[[ Data excerpts, beginning ]]

impl AttemptStore for SqliteStorage {
    // ===== Sources =====

    fn upsert_source(&mut self, definition: &SourceDefinition) -> StorageResult<i64> {
        let existing: Option<(i64, String)> = self
            .conn
            .query_row(
                "SELECT id, status FROM sources WHERE connector_id = ?1 AND credential_id = ?2",
                params![definition.connector_id, definition.credential_id],
                |row| Ok((row.get(0)?, row.get(1)?)),
            )
            .optional()?;

        let Some((source_id, current)) = existing else {
            let status = if definition.paused {
                SourceStatus::Paused
            } else {
                SourceStatus::InitialIndexing
            };
            self.conn.execute(
                "INSERT INTO sources (name, connector_id, credential_id, root, status, \
                 refresh_freq_secs, created_at) VALUES (?1, ?2, ?3, ?4, ?5, ?6, ?7)",
                params![
                    definition.name,
                    definition.connector_id,
                    definition.credential_id,
                    definition.root,
                    status.to_db_string(),
                    definition.refresh_freq_secs,
                    format_ts(&Utc::now()),
                ],
            )?;
            return Ok(self.conn.last_insert_rowid());
        };

        let current = SourceStatus::from_db_string(&current).unwrap_or(SourceStatus::Active);
        let status = match (definition.paused, current) {
            (true, SourceStatus::Deleting) => SourceStatus::Deleting,
            (true, _) => SourceStatus::Paused,
            (false, SourceStatus::Paused) => {
                if self.has_successful_attempt(source_id)? {
                    SourceStatus::Active
                } else {
                    SourceStatus::InitialIndexing
                }
            }
            (false, other) => other,
        };

        self.conn.execute(
            "UPDATE sources SET name = ?1, root = ?2, refresh_freq_secs = ?3, status = ?4 \
             WHERE id = ?5",
            params![
                definition.name,
                definition.root,
                definition.refresh_freq_secs,
                status.to_db_string(),
                source_id
            ],
        )?;
        Ok(source_id)
    }

    fn get_source(&self, source_id: i64) -> StorageResult<SourceRecord> {
        self.conn
            .query_row(
                &format!("SELECT {SOURCE_COLUMNS} FROM sources WHERE id = ?1"),
                params![source_id],
                row_to_source,
            )
            .optional()?
            .ok_or(StorageError::SourceNotFound(source_id))
    }

    fn get_source_by_name(&self, name: &str) -> StorageResult<Option<SourceRecord>> {
        let source = self
            .conn
            .query_row(
                &format!("SELECT {SOURCE_COLUMNS} FROM sources WHERE name = ?1"),
                params![name],
                row_to_source,
            )
            .optional()?;
        Ok(source)
    }

    fn list_sources(&self) -> StorageResult<Vec<SourceRecord>> {
        let mut stmt = self
            .conn
            .prepare(&format!("SELECT {SOURCE_COLUMNS} FROM sources ORDER BY id"))?;
        let sources = stmt
            .query_map([], row_to_source)?
            .collect::<Result<Vec<_>, _>>()?;
        Ok(sources)
    }

    fn set_source_status(&mut self, source_id: i64, status: SourceStatus) -> StorageResult<()> {
        let changed = self.conn.execute(
            "UPDATE sources SET status = ?1 WHERE id = ?2",
            params![status.to_db_string(), source_id],
        )?;
        if changed == 0 {
            return Err(StorageError::SourceNotFound(source_id));
        }
        Ok(())
    }

    fn set_indexing_trigger(
        &mut self,
        source_id: i64,
        trigger: Option<IndexingTrigger>,
    ) -> StorageResult<()> {
        let changed = self.conn.execute(
            "UPDATE sources SET indexing_trigger = ?1 WHERE id = ?2",
            params![trigger.map(|t| t.to_db_string()), source_id],
        )?;
        if changed == 0 {
            return Err(StorageError::SourceNotFound(source_id));
        }
        Ok(())
    }

    fn set_repeated_error_state(&mut self, source_id: i64, in_error: bool) -> StorageResult<()> {
        self.conn.execute(
            "UPDATE sources SET in_repeated_error_state = ?1 WHERE id = ?2",
            params![in_error, source_id],
        )?;
        Ok(())
    }

    // ===== Generations =====

    fn upsert_generation(
        &mut self,
        generation_id: i64,
        status: GenerationStatus,
    ) -> StorageResult<()> {
        self.conn.execute(
            "INSERT INTO generations (id, status, created_at) VALUES (?1, ?2, ?3)
             ON CONFLICT(id) DO UPDATE SET status = excluded.status",
            params![generation_id, status.to_db_string(), format_ts(&Utc::now())],
        )?;
        Ok(())
    }

    fn get_generation(&self, generation_id: i64) -> StorageResult<GenerationRecord> {
        self.conn
            .query_row(
                "SELECT id, status FROM generations WHERE id = ?1",
                params![generation_id],
                row_to_generation,
            )
            .optional()?
            .ok_or(StorageError::GenerationNotFound(generation_id))
    }

    fn list_live_generations(&self) -> StorageResult<Vec<GenerationRecord>> {
        let mut stmt = self.conn.prepare(
            "SELECT id, status FROM generations WHERE status IN (?1, ?2) ORDER BY id",
        )?;
        let generations = stmt
            .query_map(
                params![
                    GenerationStatus::Present.to_db_string(),
                    GenerationStatus::Future.to_db_string()
                ],
                row_to_generation,
            )?
            .collect::<Result<Vec<_>, _>>()?;
        Ok(generations)
    }

    // ===== Attempts =====

    fn create_attempt(&mut self, key: RunKey, from_beginning: bool) -> StorageResult<i64> {
        let now = format_ts(&Utc::now());
        self.conn.execute(
            "INSERT INTO attempts (source_id, generation_id, status, from_beginning, \
             created_at, updated_at) VALUES (?1, ?2, ?3, ?4, ?5, ?5)",
            params![
                key.source_id,
                key.generation_id,
                AttemptStatus::NotStarted.to_db_string(),
                from_beginning,
                now
            ],
        )?;
        Ok(self.conn.last_insert_rowid())
    }

    fn delete_attempt(&mut self, attempt_id: i64) -> StorageResult<()> {
        self.conn
            .execute("DELETE FROM attempts WHERE id = ?1", params![attempt_id])?;
        Ok(())
    }

    fn get_attempt(&self, attempt_id: i64) -> StorageResult<AttemptRecord> {
        self.conn
            .query_row(
                &format!("SELECT {ATTEMPT_COLUMNS} FROM attempts WHERE id = ?1"),
                params![attempt_id],
                row_to_attempt,
            )
            .optional()?
            .ok_or(StorageError::AttemptNotFound(attempt_id))
    }

    fn set_attempt_task_id(&mut self, attempt_id: i64, task_id: &str) -> StorageResult<()> {
        self.conn.execute(
            "UPDATE attempts SET task_id = ?1, updated_at = ?2 WHERE id = ?3",
            params![task_id, format_ts(&Utc::now()), attempt_id],
        )?;
        Ok(())
    }

    fn get_recent_attempts(&self, key: RunKey, limit: usize) -> StorageResult<Vec<AttemptRecord>> {
        self.query_attempts(
            &format!(
                "SELECT {ATTEMPT_COLUMNS} FROM attempts \
                 WHERE source_id = ?1 AND generation_id = ?2 ORDER BY id DESC LIMIT ?3"
            ),
            params![key.source_id, key.generation_id, limit as i64],
        )
    }

    fn get_last_successful_attempt(&self, key: RunKey) -> StorageResult<Option<AttemptRecord>> {
        let attempts = self.query_attempts(
            &format!(
                "SELECT {ATTEMPT_COLUMNS} FROM attempts \
                 WHERE source_id = ?1 AND generation_id = ?2 AND status IN (?3, ?4) \
                 AND poll_range_end IS NOT NULL ORDER BY id DESC LIMIT 1"
            ),
            params![
                key.source_id,
                key.generation_id,
                AttemptStatus::Success.to_db_string(),
                AttemptStatus::PartiallySucceeded.to_db_string()
            ],
        )?;
        Ok(attempts.into_iter().next())
    }

    fn list_attempts_by_status(
        &self,
        statuses: &[AttemptStatus],
    ) -> StorageResult<Vec<AttemptRecord>> {
        if statuses.is_empty() {
            return Ok(Vec::new());
        }
        let placeholders = vec!["?"; statuses.len()].join(", ");
        self.query_attempts(
            &format!(
                "SELECT {ATTEMPT_COLUMNS} FROM attempts WHERE status IN ({placeholders}) \
                 ORDER BY id"
            ),
            params_from_iter(statuses.iter().map(|s| s.to_db_string())),
        )
    }

    fn mark_attempt_in_progress(&mut self, attempt_id: i64) -> StorageResult<bool> {
        let now = format_ts(&Utc::now());
        let changed = self.conn.execute(
            "UPDATE attempts SET status = ?1, started_at = ?2, updated_at = ?2 \
             WHERE id = ?3 AND status = ?4",
            params![
                AttemptStatus::InProgress.to_db_string(),
                now,
                attempt_id,
                AttemptStatus::NotStarted.to_db_string()
            ],
        )?;
        if changed == 0 {
            // Distinguish "wrong state" from "no such attempt"
            self.get_attempt(attempt_id)?;
        }
        Ok(changed > 0)
    }

    fn set_poll_window(
        &mut self,
        attempt_id: i64,
        start: DateTime<Utc>,
        end: DateTime<Utc>,
    ) -> StorageResult<()> {
        self.conn.execute(
            "UPDATE attempts SET poll_range_start = ?1, poll_range_end = ?2, updated_at = ?3 \
             WHERE id = ?4",
            params![
                format_ts(&start),
                format_ts(&end),
                format_ts(&Utc::now()),
                attempt_id
            ],
        )?;
        Ok(())
    }

    fn set_checkpoint_pointer(
        &mut self,
        attempt_id: i64,
        pointer: Option<&str>,
    ) -> StorageResult<()> {
        self.conn.execute(
            "UPDATE attempts SET checkpoint_pointer = ?1, updated_at = ?2 WHERE id = ?3",
            params![pointer, format_ts(&Utc::now()), attempt_id],
        )?;
        Ok(())
    }

    fn update_attempt_progress(
        &mut self,
        attempt_id: i64,
        total_docs_indexed: u64,
        failure_count: u64,
    ) -> StorageResult<()> {
        self.conn.execute(
            "UPDATE attempts SET total_docs_indexed = ?1, failure_count = ?2, updated_at = ?3 \
             WHERE id = ?4",
            params![
                total_docs_indexed as i64,
                failure_count as i64,
                format_ts(&Utc::now()),
                attempt_id
            ],
        )?;
        Ok(())
    }

    fn finish_attempt(
        &mut self,
        attempt_id: i64,
        status: AttemptStatus,
        error_msg: Option<&str>,
    ) -> StorageResult<bool> {
        let now = format_ts(&Utc::now());
        let changed = self.conn.execute(
            "UPDATE attempts SET status = ?1, error_msg = ?2, finished_at = ?3, updated_at = ?3 \
             WHERE id = ?4 AND status IN (?5, ?6)",
            params![
                status.to_db_string(),
                error_msg,
                now,
                attempt_id,
                AttemptStatus::NotStarted.to_db_string(),
                AttemptStatus::InProgress.to_db_string()
            ],
        )?;
        if changed == 0 {
            self.get_attempt(attempt_id)?;
        }
        Ok(changed > 0)
    }

    fn attempts_with_checkpoints_before(
        &self,
        cutoff: DateTime<Utc>,
    ) -> StorageResult<Vec<AttemptRecord>> {
        self.query_attempts(
            &format!(
                "SELECT {ATTEMPT_COLUMNS} FROM attempts \
                 WHERE checkpoint_pointer IS NOT NULL AND created_at < ?1 ORDER BY id"
            ),
            params![format_ts(&cutoff)],
        )
    }

    fn count_attempts_by_status(&self) -> StorageResult<HashMap<AttemptStatus, u64>> {
        let mut stmt = self
            .conn
            .prepare("SELECT status, COUNT(*) FROM attempts GROUP BY status")?;
        let rows = stmt.query_map([], |row| {
            Ok((row.get::<_, String>(0)?, row.get::<_, i64>(1)?))
        })?;

        let mut counts = HashMap::new();
        for row in rows {
            let (status, count) = row?;
            if let Some(status) = AttemptStatus::from_db_string(&status) {
                counts.insert(status, count as u64);
            }
        }
        Ok(counts)
    }

    // ===== Attempt Errors =====

    fn record_attempt_error(
        &mut self,
        attempt_id: i64,
        source_id: i64,
        failure: &FailureRecord,
    ) -> StorageResult<i64> {
        self.conn.execute(
            "INSERT INTO attempt_errors (attempt_id, source_id, document_id, document_link, \
             entity_id, missed_start, missed_end, failure_message, created_at) \
             VALUES (?1, ?2, ?3, ?4, ?5, ?6, ?7, ?8, ?9)",
            params![
                attempt_id,
                source_id,
                failure.document_id,
                failure.document_link,
                failure.entity_id,
                failure.missed_range.map(|(start, _)| start),
                failure.missed_range.map(|(_, end)| end),
                failure.message,
                format_ts(&Utc::now()),
            ],
        )?;
        Ok(self.conn.last_insert_rowid())
    }

    fn get_attempt_errors(&self, attempt_id: i64) -> StorageResult<Vec<AttemptErrorRecord>> {
        self.query_errors(
            &format!("SELECT {ERROR_COLUMNS} FROM attempt_errors WHERE attempt_id = ?1 ORDER BY id"),
            params![attempt_id],
        )
    }

    fn get_recent_errors(&self, limit: usize) -> StorageResult<Vec<AttemptErrorRecord>> {
        self.query_errors(
            &format!("SELECT {ERROR_COLUMNS} FROM attempt_errors ORDER BY id DESC LIMIT ?1"),
            params![limit as i64],
        )
    }
}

[[ Data excerpts, end ]]

**Activity**
Only the lines that hold the word "RunKey" are wanted; each should be pulled from the records.

**Solution**
    fn create_attempt(&mut self, key: RunKey, from_beginning: bool) -> StorageResult<i64> {
    fn get_recent_attempts(&self, key: RunKey, limit: usize) -> StorageResult<Vec<AttemptRecord>> {
    fn get_last_successful_attempt(&self, key: RunKey) -> StorageResult<Option<AttemptRecord>> {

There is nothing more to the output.